START RECORDS TO PROCESS

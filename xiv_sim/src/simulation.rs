//! Damage sampling runs and their summary statistics

use rand::Rng;
use xiv_core::damage::{generate_sample_hits, multi_hit_damage_sample, DamageKind, PreparedHit};
use xiv_core::{Buff, CalcResult, Player, StatTableProvider};

/// Result of one sampling run
#[derive(Debug, Clone, Default)]
pub struct DamageSample {
    pub samples: Vec<i64>,
    pub crit_count: usize,
    pub direct_hit_count: usize,
}

impl DamageSample {
    /// Sample `n` hits of one kind, tracking crit and direct hit counts
    pub fn run(
        tables: &(impl StatTableProvider + ?Sized),
        kind: DamageKind,
        potency: i64,
        player: &Player,
        buffs: &[Buff],
        n: usize,
        rng: &mut impl Rng,
    ) -> CalcResult<Self> {
        let mut result = DamageSample {
            samples: Vec::with_capacity(n),
            ..Default::default()
        };

        let mut record = |damage: i64, crit: bool, direct_hit: bool| {
            result.samples.push(damage);
            result.crit_count += usize::from(crit);
            result.direct_hit_count += usize::from(direct_hit);
        };

        match kind {
            DamageKind::Direct => {
                let mut hits = generate_sample_hits(tables, n, potency, player, buffs, rng)?;
                while let Some(hit) = hits.next_hit() {
                    record(hit.damage, hit.crit, hit.direct_hit);
                }
            }
            DamageKind::DamageOverTime | DamageKind::AutoAttack => {
                let prepared = PreparedHit::new(tables, kind, potency, player, buffs)?;
                for _ in 0..n {
                    let hit = prepared.roll(rng);
                    record(hit.damage, hit.crit, hit.direct_hit);
                }
            }
        }

        Ok(result)
    }

    /// Sample `n` combined values of a multi-hit direct action
    ///
    /// Outcome counts are not tracked per component hit.
    pub fn run_multi_hit(
        tables: &(impl StatTableProvider + ?Sized),
        potencies: &[i64],
        player: &Player,
        buffs: &[Buff],
        n: usize,
        rng: &mut impl Rng,
    ) -> CalcResult<Self> {
        let samples = multi_hit_damage_sample(tables, n, potencies, player, buffs, rng)?.collect();
        Ok(DamageSample {
            samples,
            ..Default::default()
        })
    }

    pub fn len(&self) -> usize {
        self.samples.len()
    }

    pub fn is_empty(&self) -> bool {
        self.samples.is_empty()
    }

    pub fn min(&self) -> Option<i64> {
        self.samples.iter().copied().min()
    }

    pub fn max(&self) -> Option<i64> {
        self.samples.iter().copied().max()
    }

    /// Mean damage per sample
    pub fn mean(&self) -> f64 {
        if self.samples.is_empty() {
            return 0.0;
        }
        self.samples.iter().sum::<i64>() as f64 / self.samples.len() as f64
    }

    /// Population standard deviation
    pub fn std_dev(&self) -> f64 {
        if self.samples.is_empty() {
            return 0.0;
        }
        let mean = self.mean();
        let variance = self
            .samples
            .iter()
            .map(|&s| {
                let d = s as f64 - mean;
                d * d
            })
            .sum::<f64>()
            / self.samples.len() as f64;
        variance.sqrt()
    }

    /// Nearest-rank percentile, `p` in [0, 100]
    pub fn percentile(&self, p: u32) -> Option<i64> {
        if self.samples.is_empty() {
            return None;
        }
        let mut sorted = self.samples.clone();
        sorted.sort_unstable();
        let rank = (p.min(100) as usize * sorted.len()).div_ceil(100).max(1);
        Some(sorted[rank - 1])
    }

    /// Crit rate in percent
    pub fn crit_rate(&self) -> f64 {
        if self.samples.is_empty() {
            return 0.0;
        }
        self.crit_count as f64 / self.samples.len() as f64 * 100.0
    }

    /// Direct hit rate in percent
    pub fn direct_hit_rate(&self) -> f64 {
        if self.samples.is_empty() {
            return 0.0;
        }
        self.direct_hit_count as f64 / self.samples.len() as f64 * 100.0
    }
}

#[cfg(test)]
mod tests {
    use super::*;
    use rand::SeedableRng;
    use rand_chacha::ChaCha8Rng;
    use xiv_core::{default_example_players, default_stat_tables};

    #[test]
    fn test_direct_sample() {
        let tables = default_stat_tables().unwrap();
        let players = default_example_players(&tables).unwrap();
        let blm = players.get("blm90").unwrap();
        let mut rng = ChaCha8Rng::seed_from_u64(42);

        let result = DamageSample::run(&tables, DamageKind::Direct, 280, blm, &[], 2000, &mut rng).unwrap();
        assert_eq!(result.len(), 2000);
        assert!(result.min().unwrap() >= 10225);
        assert!(result.crit_rate() > 20.0 && result.crit_rate() < 33.0);
        assert!(result.mean() > 10764.0);
        assert!(result.std_dev() > 0.0);
    }

    #[test]
    fn test_dot_and_auto_samples() {
        let tables = default_stat_tables().unwrap();
        let players = default_example_players(&tables).unwrap();
        let drg = players.get("drg80").unwrap();
        let mut rng = ChaCha8Rng::seed_from_u64(1);

        let dot = DamageSample::run(&tables, DamageKind::DamageOverTime, 45, drg, &[], 500, &mut rng).unwrap();
        let auto = DamageSample::run(&tables, DamageKind::AutoAttack, 90, drg, &[], 500, &mut rng).unwrap();
        assert_eq!(dot.len(), 500);
        assert_eq!(auto.len(), 500);
        assert!(dot.crit_count > 0);
    }

    #[test]
    fn test_percentiles() {
        let sample = DamageSample {
            samples: vec![5, 1, 4, 2, 3],
            ..Default::default()
        };
        assert_eq!(sample.percentile(0), Some(1));
        assert_eq!(sample.percentile(50), Some(3));
        assert_eq!(sample.percentile(100), Some(5));
        assert_eq!(DamageSample::default().percentile(50), None);
        assert_eq!(sample.mean(), 3.0);
    }

    #[test]
    fn test_multi_hit() {
        let tables = default_stat_tables().unwrap();
        let players = default_example_players(&tables).unwrap();
        let blm = players.get("blm90").unwrap();
        let mut rng = ChaCha8Rng::seed_from_u64(9);

        let result = DamageSample::run_multi_hit(&tables, &[100, 100, 100], blm, &[], 300, &mut rng).unwrap();
        assert_eq!(result.len(), 300);
        assert_eq!(result.crit_count, 0);
    }
}
//! Substat modifiers: crit, direct hit, determination, speed, tenacity, piety, defense

use super::{
    ceil_div, floor_div, CRT_DMG_MOD, CRT_RATE_MOD, DEF_MOD, DET_MOD, DH_MOD, PIE_MOD, SPD_MOD,
    TNC_MOD,
};
use crate::stats::LevelModifiers;

/// Critical hit chance in permille: floor(200 * (CRT - sub) / div) + 50
pub fn crit_rate(crit: i64, level_mods: &LevelModifiers) -> i64 {
    floor_div(CRT_RATE_MOD * (crit - level_mods.sub), level_mods.divisor) + 50
}

/// Critical hit multiplier, scaled by 1000: 1400 + floor(200 * (CRT - sub) / div)
pub fn crit_damage_mod(crit: i64, level_mods: &LevelModifiers) -> i64 {
    1400 + floor_div(CRT_DMG_MOD * (crit - level_mods.sub), level_mods.divisor)
}

/// Direct hit chance in permille: floor(550 * (DH - sub) / div)
pub fn direct_hit_rate(direct_hit: i64, level_mods: &LevelModifiers) -> i64 {
    floor_div(DH_MOD * (direct_hit - level_mods.sub), level_mods.divisor)
}

/// Determination multiplier, scaled by 1000: 1000 + floor(140 * (DET - main) / div)
pub fn determination_mod(determination: i64, level_mods: &LevelModifiers) -> i64 {
    1000 + floor_div(DET_MOD * (determination - level_mods.main), level_mods.divisor)
}

/// Extra determination a guaranteed direct hit gets from the DH stat
///
/// floor(140 * (DH - sub) / div), added on top of [`determination_mod`].
pub fn forced_direct_hit_determination(direct_hit: i64, level_mods: &LevelModifiers) -> i64 {
    floor_div(DET_MOD * (direct_hit - level_mods.sub), level_mods.divisor)
}

/// Speed multiplier for DoTs and autos, scaled by 1000
pub fn speed_mod(speed: i64, level_mods: &LevelModifiers) -> i64 {
    1000 + floor_div(SPD_MOD * (speed - level_mods.sub), level_mods.divisor)
}

/// Recast time in centiseconds for a base recast of `gcd_ms` milliseconds
///
/// floor(gcd_ms * (1000 + ceil(130 * (sub - speed) / div)) / 10000); 2500ms
/// at baseline speed is 250 (2.50s).
pub fn gcd_mod(speed: i64, gcd_ms: i64, level_mods: &LevelModifiers) -> i64 {
    let reduction = ceil_div(SPD_MOD * (level_mods.sub - speed), level_mods.divisor);
    floor_div(gcd_ms * (1000 + reduction), 10000)
}

/// Tenacity outgoing damage multiplier, scaled by 1000
pub fn tenacity_mod_dps(tenacity: i64, level_mods: &LevelModifiers) -> i64 {
    1000 + floor_div(TNC_MOD * (tenacity - level_mods.sub), level_mods.divisor)
}

/// Tenacity incoming damage multiplier, scaled by 1000 (decreases with tenacity)
pub fn tenacity_mod_mitigation(tenacity: i64, level_mods: &LevelModifiers) -> i64 {
    1000 - floor_div(TNC_MOD * (tenacity - level_mods.sub), level_mods.divisor)
}

/// Extra MP regenerated per tick from piety
pub fn piety_mp_regen(piety: i64, level_mods: &LevelModifiers) -> i64 {
    floor_div(PIE_MOD * (piety - level_mods.main), level_mods.divisor)
}

/// Incoming damage multiplier from defense or magic defense, scaled by 100
pub fn defense_mod(defense: i64, level_mods: &LevelModifiers) -> i64 {
    100 - floor_div(DEF_MOD * defense, level_mods.divisor)
}
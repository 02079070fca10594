//! ActiveDot - an applied DoT with its stats snapshotted

use super::DotConfig;
use crate::buff::Buff;
use crate::damage::{DamageKind, PreparedHit, RANDOM_VARIANCE_IDENTITY};
use crate::error::CalcResult;
use crate::stats::{Player, StatTableProvider};
use crate::types::{CritType, DHType};
use rand::Rng;

/// A DoT on a target
///
/// Stats, chances and damage buffs are fixed when the DoT is applied.
/// Later changes to the player or the buff list do not reach it.
#[derive(Debug, Clone, PartialEq, Eq)]
pub struct ActiveDot {
    /// DoT type ID
    pub dot_id: String,
    hit: PreparedHit,
    ticks_remaining: u32,
    total_ticks: u32,
}

impl ActiveDot {
    /// Snapshot `player` under `buffs` and start the DoT
    pub fn apply(
        tables: &(impl StatTableProvider + ?Sized),
        config: &DotConfig,
        player: &Player,
        buffs: &[Buff],
    ) -> CalcResult<Self> {
        let hit = PreparedHit::new(tables, DamageKind::DamageOverTime, config.potency, player, buffs)?;
        let total_ticks = config.tick_count();
        log::debug!(
            "Applied {} ({} ticks, crit {}, dh {})",
            config.id,
            total_ticks,
            hit.crit_chance(),
            hit.dh_chance()
        );
        Ok(ActiveDot {
            dot_id: config.id.clone(),
            hit,
            ticks_remaining: total_ticks,
            total_ticks,
        })
    }

    /// Resolve the next tick with explicit outcomes; `None` once expired
    pub fn tick(&mut self, crit: CritType, dh: DHType, random_variance: i64) -> Option<i64> {
        if !self.is_active() {
            return None;
        }
        self.ticks_remaining -= 1;
        Some(self.hit.damage(crit, dh, random_variance))
    }

    /// Roll crit, direct hit and variance for the next tick
    pub fn roll_tick(&mut self, rng: &mut impl Rng) -> Option<i64> {
        if !self.is_active() {
            return None;
        }
        self.ticks_remaining -= 1;
        Some(self.hit.roll(rng).damage)
    }

    pub fn is_active(&self) -> bool {
        self.ticks_remaining > 0
    }

    pub fn ticks_remaining(&self) -> u32 {
        self.ticks_remaining
    }

    pub fn total_ticks(&self) -> u32 {
        self.total_ticks
    }

    /// The snapshot every tick is computed from
    pub fn snapshot(&self) -> &PreparedHit {
        &self.hit
    }

    /// Expected damage of one tick, averaging crit and direct hit
    pub fn expected_tick_damage(&self) -> i64 {
        self.hit
            .damage(CritType::Average, DHType::Average, RANDOM_VARIANCE_IDENTITY)
    }

    /// Expected damage of all remaining ticks
    pub fn expected_remaining_damage(&self) -> i64 {
        self.expected_tick_damage() * i64::from(self.ticks_remaining)
    }
}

END RECORDS TO PROCESS

-- EXERCISE INSTRUCTIONS --
Count every line of the listing that includes the word "super", then give that count and no other words.

-- TASK OUTPUT --
3